My desire to create these pockets of belonging stems from my own writing practice over the last twenty-five years. Whether alone in a room alone with a laptop or with a notebook and a pen in a busy coffee shop, I am at home when I write. I see my practice as a kind of gift I give myself—the chance to be nothing more or less than what I am. I arrive at the blank page with no real ambition. No expectation of progress. Just the slow pleasure making something with words that wouldn’t exist if I hadn’t given myself permission to follow my instincts and dream.
The benefits of such a practice, I would hope, are self-evident. Even the smallest of creative acts can engender deeper understanding, compassion, and love—for ourselves as well as for one another. And in a time like the one we’re living in, where every day brings a fresh reason to despair—where you can wake up as we did Sunday morning to another war—it’s all the more important to nurture these aspects of ourselves. A better world first must be imagined in order to be enacted and sustained. In our varying capacities, the work of doing so belongs to us all.
So we write to come home to ourselves. The more we learn, the more we have to offer. It’s a beautiful equation.
I share these tentative thoughts in anticipation an upcoming event I’m offering through 27 Powers entitled “Writing as Belonging,” where we will explore what it means to see writing as act of situated belonging. The event is online, Saturday, March 7, from 10 am–12 pm PST. Registration details can be found on the 27 Powers site.
For those interested, here is a brief description:
For writers, a sense of belonging often begins in a room alone, perhaps around the edges of the day—early in the morning, late at night—when the world is quiet. We string words into sentences in the hope of finding our way by telling stories that will eventually connect to another reader or listener.
Belonging also arrives when we gather with others to share our creative discoveries. In the solitude of our dreaming across the page, we encounter a process—and a point of view—that only other writers can fully appreciate. The power of an image. The artfulness of a well-placed punctuation mark. The necessity of acknowledging our own and one another’s feelings.
In this special two-hour afternoon workshop we will engage in generative writing activities around the theme of togetherness, share insights with one another from our work, and reflect on what it is that drives us to write for and among others in the first place. In short, we will begin the work of transforming our writing practices into acts of situated belonging—to ourselves, to the art form, to each other, to the world.

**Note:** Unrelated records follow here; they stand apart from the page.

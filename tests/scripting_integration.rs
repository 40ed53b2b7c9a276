//! Scripting boundary integration tests: the plain-value bridge and, with the
//! `lua` feature, the `engine` Lua table driving a running world.

use serde_json::json;

use kestrel::components::transform::Transform;
use kestrel::ecs::{ComponentKind, EntityId, World};
use kestrel::scripting::bridge::{BridgeError, EcsBridge};
use kestrel::systems::physics::PhysicsSystem;

const EPSILON: f32 = 1e-5;

fn approx_eq(a: f32, b: f32) -> bool {
    (a - b).abs() < EPSILON
}

#[test]
fn bridge_spawns_entities_that_systems_pick_up() {
    let mut world = World::new();
    world.add_system(PhysicsSystem::new());

    let id = {
        let mut bridge = EcsBridge::new(&mut world);
        let id = bridge.create_entity();
        bridge.add_tag(id, "bullet");
        bridge.add_component(id, "transform", Some(&json!({"x": 10, "y": 100}))).unwrap();
        bridge.add_component(id, "physics", Some(&json!({"velocity_y": -50.0}))).unwrap();
        id
    };

    world.update(1.0).unwrap();
    let transform = world.component::<Transform>(EntityId::from_raw(id)).unwrap();
    assert!(approx_eq(transform.y, 50.0));

    let bridge = EcsBridge::new(&mut world);
    assert_eq!(bridge.find_by_tag("bullet"), vec![id]);
    assert_eq!(bridge.active_entity_count(), 1);
    assert_eq!(
        bridge.get_component_field(id, "physics", "velocity_y").unwrap(),
        Some(json!(-50.0))
    );
}

#[test]
fn bridge_reports_bad_input() {
    let mut world = World::new();
    let mut bridge = EcsBridge::new(&mut world);
    let id = bridge.create_entity();

    assert!(matches!(
        bridge.add_component(id, "audio", None),
        Err(BridgeError::UnknownKind(_))
    ));
    assert!(matches!(
        bridge.add_component(999, "transform", None),
        Err(BridgeError::UnknownEntity(999))
    ));
    assert!(matches!(
        bridge.add_component(id, "sprite", Some(&json!({"colour": 1}))),
        Err(BridgeError::UnknownField { .. })
    ));
    assert!(matches!(
        bridge.add_component(id, "sprite", Some(&json!({"layer": "top"}))),
        Err(BridgeError::InvalidValue(_))
    ));
    assert_eq!(bridge.get_component(id, "sprite").unwrap(), None);
    assert!(!bridge.has_component(id, "sprite").unwrap());
}

#[test]
fn bridge_deactivation_hides_entity_from_tag_queries() {
    let mut world = World::new();
    let mut bridge = EcsBridge::new(&mut world);
    let a = bridge.create_entity();
    let b = bridge.create_entity();
    bridge.add_tag(a, "enemy");
    bridge.add_tag(b, "enemy");
    assert!(bridge.set_active(a, false));
    assert_eq!(bridge.find_by_tag("enemy"), vec![b]);
    assert_eq!(bridge.total_entities(), 2);
    assert!(bridge.destroy_entity(b));
    assert!(!bridge.set_active(404, true));
}

#[cfg(feature = "lua")]
mod lua {
    use super::*;

    use kestrel::components::physics::Physics;
    use kestrel::components::sprite::Sprite;
    use std::cell::RefCell;
    use std::rc::Rc;

    use kestrel::events::bus::{Event, EventPriority};
    use kestrel::game::{Game, GameError};
    use kestrel::resources::gameconfig::EngineConfig;
    use kestrel::resources::input::InputBindings;
    use kestrel::scripting::lua_runtime::LuaRuntime;

    const SCRIPT: &str = r#"
        local ship = engine.create_entity()
        engine.add_tag(ship, "ship")
        engine.add_component(ship, "transform", { x = 64, y = 200 })
        engine.add_component(ship, "physics", { velocity_y = -60 })
        engine.add_component(ship, "sprite", { image = "ship", layer = 1 })

        frames = 0

        function update(dt)
            frames = frames + 1
            for _, id in ipairs(engine.find_by_tag("ship")) do
                local t = engine.get_component(id, "transform")
                if t.y < 100 then
                    engine.set_component_field(id, "sprite", "image", "ship_high")
                end
            end
        end
    "#;

    #[test]
    fn script_setup_and_update_drive_a_game() {
        let config = EngineConfig {
            fixed_dt: 0.5,
            ..EngineConfig::new()
        };
        let mut game = Game::new(config, InputBindings::default()).unwrap();
        let runtime = LuaRuntime::new(game.world().handle()).unwrap();
        runtime.run_source(SCRIPT, "ship").unwrap();
        assert_eq!(game.world_mut().apply_deferred(), 3);
        game.attach_script(runtime);

        let ship = game.world().find_entities_by_tag("ship")[0];
        for _ in 0..4 {
            game.tick(None).unwrap();
        }

        let transform = game.world().component::<Transform>(ship).unwrap();
        assert!(approx_eq(transform.y, 80.0));
        assert_eq!(game.world().component::<Sprite>(ship).unwrap().image, "ship_high");

        let frames: i64 = game.script().unwrap().lua().globals().get("frames").unwrap();
        assert_eq!(frames, 4);
    }

    #[test]
    fn script_component_changes_apply_after_the_call() {
        let mut world = World::new();
        let id = world.create_entity();
        world.add_component(id, Physics::new()).unwrap();
        world.update(0.0).unwrap();

        let runtime = LuaRuntime::new(world.handle()).unwrap();
        runtime
            .run_source(
                &format!(
                    r#"
                    engine.remove_component({id}, "physics")
                    engine.add_component({id}, "screen_config", {{ width = 800, height = 600 }})
                    still_has_physics = engine.has_component({id}, "physics")
                    "#,
                    id = id.raw()
                ),
                "queue",
            )
            .unwrap();

        let still: bool = runtime.lua().globals().get("still_has_physics").unwrap();
        assert!(still);
        assert_eq!(world.apply_deferred(), 2);
        assert!(!world.has_component(id, ComponentKind::Physics));
        let screen = world.get_component(id, ComponentKind::ScreenConfig).unwrap();
        assert_eq!(
            screen,
            kestrel::ecs::Component::ScreenConfig(kestrel::components::screenconfig::ScreenConfig::new(800, 600))
        );
    }

    #[test]
    fn script_reads_and_edits_in_place() {
        let mut world = World::new();
        let id = world.create_entity();
        world.add_component(id, Transform::new(1.0, 2.0)).unwrap();
        world.update(0.0).unwrap();

        let runtime = LuaRuntime::new(world.handle()).unwrap();
        let x: f64 = runtime
            .lua()
            .load(format!(
                r#"
                local id = {}
                engine.set_component(id, "transform", {{ x = 5, rotation = 90 }})
                engine.set_active(id, false)
                return engine.get_component(id, "transform").x
                "#,
                id.raw()
            ))
            .eval()
            .unwrap();

        assert_eq!(x, 5.0);
        assert!(!world.is_active(id));
        let transform = world.component::<Transform>(id).unwrap();
        assert!(approx_eq(transform.rotation, 90.0));
        assert!(approx_eq(transform.y, 2.0));
    }

    #[test]
    fn script_errors_surface_as_lua_errors() {
        let mut world = World::new();
        let id = world.create_entity();
        world.add_component(id, Transform::default()).unwrap();

        let runtime = LuaRuntime::new(world.handle()).unwrap();
        let not_a_table = format!("engine.set_component({}, 'transform', 5)", id.raw());
        assert!(runtime.run_source(&not_a_table, "bad").is_err());
        assert!(runtime.run_source("engine.get_component(1, 'audio')", "bad").is_err());
        let updated: bool = runtime
            .lua()
            .load("return engine.set_component(99, 'transform', { x = 1 })")
            .eval()
            .unwrap();
        assert!(!updated);
    }

    #[test]
    fn failing_script_update_fails_the_tick_after_applying_its_commands() {
        let mut game = Game::new(EngineConfig::new(), InputBindings::default()).unwrap();
        let runtime = LuaRuntime::new(game.world().handle()).unwrap();
        runtime
            .run_source(
                r#"
                function update(dt)
                    local id = engine.create_entity()
                    engine.add_tag(id, "debris")
                    engine.add_component(id, "transform", { x = 1, y = 1 })
                    error("boom")
                end
                "#,
                "failing",
            )
            .unwrap();
        game.attach_script(runtime);

        let err = game.tick(None).unwrap_err();
        assert!(matches!(err, GameError::Script(_)));
        let debris = game.world().find_entities_by_tag("debris");
        assert_eq!(debris.len(), 1);
        assert!(game.world().has_component(debris[0], ComponentKind::Transform));
    }

    #[test]
    fn script_events_reach_bus_handlers_in_the_same_tick() {
        let mut game = Game::new(EngineConfig::new(), InputBindings::default()).unwrap();
        let opened: Rc<RefCell<Vec<serde_json::Value>>> = Rc::default();
        let sink = Rc::clone(&opened);
        game.events_mut()
            .subscribe("door_opened", EventPriority::Normal, move |event: &Event| {
                sink.borrow_mut().push(event.data.clone());
                Ok(())
            });

        let runtime = LuaRuntime::new(game.world().handle()).unwrap();
        runtime
            .run_source(
                r#"
                function update(dt)
                    engine.emit_event("door_opened", { door = 3, key = "red" })
                end
                "#,
                "doors",
            )
            .unwrap();
        game.attach_script(runtime);

        game.tick(None).unwrap();
        assert_eq!(*opened.borrow(), vec![json!({"door": 3, "key": "red"})]);
    }
}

In this workshop you will:
Have a chance to write imaginatively and reflect upon your writing practice.
Share your ideas/stories and hear the ideas/stories of others
Gain a new perspective on your writing practice that is perhaps more purposeful and expansive.
Writing is so solitary—this is a chance to be a writer among writers. To share, commiserate, explore, reflect, and remind ourselves we aren’t alone in the endeavor.
I hope to see you there!



I wish i could join you. Dad turns 84. Must be there. Another time. Thanks Steve
Oh, Steve, I really want to join you, but we have two different family activities this coming Saturday. With enough advance notice, I can mark my calendar and plan ahead. Hopefully the next one!